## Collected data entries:
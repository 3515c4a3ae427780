//! Name-indexed set of tools shared by every session

use super::handler::McpToolHandler;
use crate::mcp::protocol::ToolSchema;
use std::collections::BTreeMap;
use std::sync::Arc;
use tracing::warn;

/// Tools keyed by name. Iteration order is the name order, so
/// `tools/list` is stable across sessions and restarts.
#[derive(Default)]
pub struct ToolRegistry {
    tools: BTreeMap<String, Arc<dyn McpToolHandler>>,
}

impl ToolRegistry {
    pub fn new() -> Self {
        Self::default()
    }

    /// Add a tool. A tool registered under an existing name replaces it.
    pub fn register(&mut self, tool: Arc<dyn McpToolHandler>) {
        let name = tool.name().to_string();
        if self.tools.insert(name.clone(), tool).is_some() {
            warn!(tool = %name, "Replacing previously registered tool");
        }
    }

    pub fn get(&self, name: &str) -> Option<&Arc<dyn McpToolHandler>> {
        self.tools.get(name)
    }

    /// Schemas for `tools/list`, in name order
    pub fn list(&self) -> Vec<ToolSchema> {
        self.tools.values().map(|tool| tool.schema()).collect()
    }

    pub fn names(&self) -> impl Iterator<Item = &str> {
        self.tools.keys().map(String::as_str)
    }

    pub fn len(&self) -> usize {
        self.tools.len()
    }

    pub fn is_empty(&self) -> bool {
        self.tools.is_empty()
    }
}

## Problem details:
Write out every line of the data exactly, leaving nothing out.

## Answer below:
repository 3515c4a3ae427780
//! Name-indexed set of tools shared by every session

use super::handler::McpToolHandler;
use crate::mcp::protocol::ToolSchema;
use std::collections::BTreeMap;
use std::sync::Arc;
use tracing::warn;

/// Tools keyed by name. Iteration order is the name order, so
/// `tools/list` is stable across sessions and restarts.
#[derive(Default)]
pub struct ToolRegistry {
    tools: BTreeMap<String, Arc<dyn McpToolHandler>>,
}

impl ToolRegistry {
    pub fn new() -> Self {
        Self::default()
    }

    /// Add a tool. A tool registered under an existing name replaces it.
    pub fn register(&mut self, tool: Arc<dyn McpToolHandler>) {
        let name = tool.name().to_string();
        if self.tools.insert(name.clone(), tool).is_some() {
            warn!(tool = %name, "Replacing previously registered tool");
        }
    }

    pub fn get(&self, name: &str) -> Option<&Arc<dyn McpToolHandler>> {
        self.tools.get(name)
    }

    /// Schemas for `tools/list`, in name order
    pub fn list(&self) -> Vec<ToolSchema> {
        self.tools.values().map(|tool| tool.schema()).collect()
    }

    pub fn names(&self) -> impl Iterator<Item = &str> {
        self.tools.keys().map(String::as_str)
    }

    pub fn len(&self) -> usize {
        self.tools.len()
    }

    pub fn is_empty(&self) -> bool {
        self.tools.is_empty()
    }
}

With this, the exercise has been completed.